Our mission statement requires some explanation. The underlying assumption is that in most materials science problems there is a link between "structure", "property" and "function" which needs to be unravelled and exploited. The term "structure" primarily refers to atomic structure, as befits a department of crystallography, though higher levels of structural organisation, such as micro-crystallites, defects, hetereogeneous phase existence, all come within our working definition of "structure". Neither is the term interpreted just in the static sense that marks so many investigations in crystallography, and so "dynamics" has been added to emphasise that variations of structure with time, both minor variations and more major chemical/physical transformations, are very much included. In fact the study of rapidly changing structures, using fast detectors and intense neutron/synchrotron radiation sources, has now become one of the main specialities of the group. Although X-ray/neutron diffraction remains the cornerstone technique of the group, the use of subsidiary techniques such as electron microscopy and computer-modelling are also required in this "all level" approach. Also the materials studied are not restricted to those of immediate industrial interest: any material which can be justifiably called a "functional" material is fair game. This mission has brought about consistent calls from industry to help solve their problems in materials synthesis and in-service performance, and therefore many of the materials inevitably turn out to be micro-crystalline and/or hetereogeneous. One consequence is that powder diffraction, in both static and dynamic modes, has become one of the speciality techniques of the group. Liquid/amorphous materials are also implicated in many of these problems and therefore skills in assessing and modelling non-crystalline structure are also required. This brings us back to Bernal who played such a valuable role in finding ways to describe the dynamic and structural nature of liquids and glasses.
Techniques: Tools of the Trade
As already mentioned, one of the main techniques of a Crystallography department has to be diffraction, and with industrial materials this usually has to be applied in the on}powder diffraction mode. The Industrial Materials Group has built up a state of the art powder diffraction facility which allows powder diffraction patterns to be collected with maximum monochromatisation and resolution, as required for the solution and refinement of atomic structures (the so-called "Rietveld" method), and with rapid speed by using position sensitive detectors to follow in real time any changes in atomic structure and phase transformations. These changes and transformations often result from imposing special temperature/pressure/chemical containment conditions upon the sample in order to mimic the conditions of some particular industrial or preparation process. So special specimen stages have been designed which permit temperatures of between 8 K and 1,500°C and allow the circulation of chosen gases above or through the sample.
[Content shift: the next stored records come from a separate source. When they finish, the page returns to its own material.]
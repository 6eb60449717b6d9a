//! Weekly practice scheduler for a dance class song sheet.
//!
//! Core modules:
//! - [`song`] - Song model (duration and familiarity)
//! - [`scheduler`] - Two-pass greedy schedule generation
//! - [`config`] - Engine configuration and settings file
//!
//! ### Supporting Modules
//!
//! - [`import`] - CSV song sheet reader
//! - [`report`] - Text and JSON rendering of a schedule
//! - [`cli`] - Command-line interface definitions with clap integration
//! - [`completion`] - Shell completion generation
//!
//! ## Quick Start Example
//!
//! ```
//! use dance_scheduler::config::ScheduleConfig;
//! use dance_scheduler::scheduler::Scheduler;
//! use dance_scheduler::song::Song;
//!
//! let songs = vec![
//!     Song::new("Bolero", 3.42, 4),
//!     Song::new("Tango", 2.5, 7),
//! ];
//! let scheduler = Scheduler::new(songs, ScheduleConfig::default())?;
//! let schedule = scheduler.generate_seeded(42);
//!
//! for day in 0..schedule.days() {
//!     assert!(schedule.total_minutes(day) <= 62.0);
//! }
//! assert!(schedule.unassigned().is_empty());
//! # Ok::<(), dance_scheduler::config::ConfigError>(())
//! ```
//!
//! ## Algorithm Details
//!
//! ### Priority Pass
//! - Songs with the most desired plays (highest familiarity number) go first
//! - Longer songs go first among equals
//! - Each song tries days in its own random order and stops at the first
//!   day with no room, recording a shortfall
//!
//! ### Fill Pass
//! - Days under `minutes_per_day - flexibility` are topped up with songs in
//!   sheet order, even past their desired plays
//! - Days that still fall short are reported, not treated as errors
//!
//! ## Error Handling
//!
//! The engine itself never fails once constructed. [`scheduler::Scheduler::new`]
//! rejects bad configuration with [`config::ConfigError`]; I/O and parsing
//! helpers return `anyhow::Result`.

pub mod cli;
pub mod completion;
pub mod config;
pub mod import;
pub mod report;
pub mod scheduler;
pub mod song;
However the ultimate in diffraction is not to be found in the home laboratory but at the very new intense radiation sources provided by Government and International centralised sites. So while our group members use extensive in-house diffraction facilities, they also travel to use synchrotron X-rays (at the Daresbury Synchrotron Radiation Source (SRS), UK and the European Synchrotron Radiation Facility (ESRF), Grenoble, France) and neutron sources (at the Rutherford Appleton Laboratory (RAL) ISIS facility, UK and the Institut Laue Langevin (ILL), Grenoble,). These produce the highest resolution powder diffraction patterns to date, and permit a phenomenal speed of data collection down to the second time scale. Many examples, "world firsts", of their use are to be found in the PhD projects listed and in the selected publications.